In [3]:
import numpy as np
import pandas as pd
from sklearn.model_selection import train_test_split, cross_validate, cross_val_score
from sklearn.metrics import mean_squared_error, classification_report
from sklearn.linear_model import LinearRegression, LogisticRegression, Lasso, LassoCV, Ridge, RidgeCV

### Preparing Datasets

In [4]:
filepath = "C:\\Users\\najiy\\OneDrive\\Desktop\\BerkeleyStuff\\Semesters\\Fall2020\\Stat151A\\Assignments\\Project\\hot-100\\"

#Billboard Hot 100 data
hot_weekly = pd.read_csv(filepath+"HotWeekly.csv")
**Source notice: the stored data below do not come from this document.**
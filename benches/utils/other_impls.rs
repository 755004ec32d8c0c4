use std::collections::BinaryHeap;

#[allow(dead_code)]
pub(crate) fn push_pop_std(values: &[i64]) -> i64 {
    let mut heap = BinaryHeap::with_capacity(values.len());
    for &value in values {
        heap.push(value);
    }
    let mut total = 0;
    while let Some(value) = heap.pop() {
        total += value;
    }
    total
}

#[allow(dead_code)]
pub(crate) fn heapify_std(values: &[i64]) -> BinaryHeap<i64> {
    BinaryHeap::from(values.to_vec())
}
#Spotify audio features data
hot_features = pd.read_excel(filepath+"Features.xlsx") 

In [5]:
#convert WeekID's to datetime which will be handy for cleaning
hot_weekly['WeekID'] = pd.to_datetime(hot_weekly['WeekID'])

In [6]:
#hot_weekly has lots of repetition for many songs, we only really are interested in aggregate information. 
#we'll do a left join keeping final weekly appearances and matching it to it's appearance in hot_features.

In [8]:
#Add entry month and year columns
hot_weekly['entry_month'] = hot_weekly['WeekID'].dt.month_name()
hot_weekly['year'] = hot_weekly['WeekID'].dt.year

In [9]:
hot_weekly.sort_values(by = 'WeekID', inplace=True)

In [10]:
#Some songs reappear in the chart years after first entries
#We are interested in aggregate information for songs first time entry alone

#
hot_weekly = hot_weekly.merge(hot_weekly.groupby('SongID')[['year']].first().reset_index(),
                 how = 'left',
                 left_on = 'SongID',
                 right_on = 'SongID')

hot_weekly = hot_weekly[~(abs(hot_weekly['year_x'] - hot_weekly['year_y']) > 4)]

In [12]:
#final weekly data with relevant columns
hot_weekly_final = hot_weekly.sort_values(
    by='WeekID',
    ascending = False).groupby('SongID')[['Peak Position',
                                          'Week Position',
                                          'Weeks on Chart',
                                          'entry_month',
                                          'year_y',
                                          'WeekID']].agg({
    'Week Position': lambda x: x.iloc[-1],
    'Peak Position': lambda x: x.iloc[0],
    'Weeks on Chart': lambda x: x.iloc[0],
    'entry_month': lambda x: x.iloc[-1], 
    'year_y' : lambda x: x.iloc[0],
    'WeekID' : lambda x: x.iloc[-1]}).reset_index()

In [13]:
(hot_features['SongID'].value_counts().max() > 1, 
 hot_weekly_final['SongID'].value_counts().max() > 1)

(True, False)

In [14]:
#Some songs in features datasets also appear twice so lets clean that up as well
hot_features_clean = hot_features.groupby('SongID').first().reset_index()

In [15]:
(hot_features_clean['SongID'].value_counts().max() > 1, 
 hot_weekly_final['SongID'].value_counts().max() > 1)

(False, False)

In [16]:
hot_weekly_final.sort_values(by = ['year_y','WeekID'], inplace=True)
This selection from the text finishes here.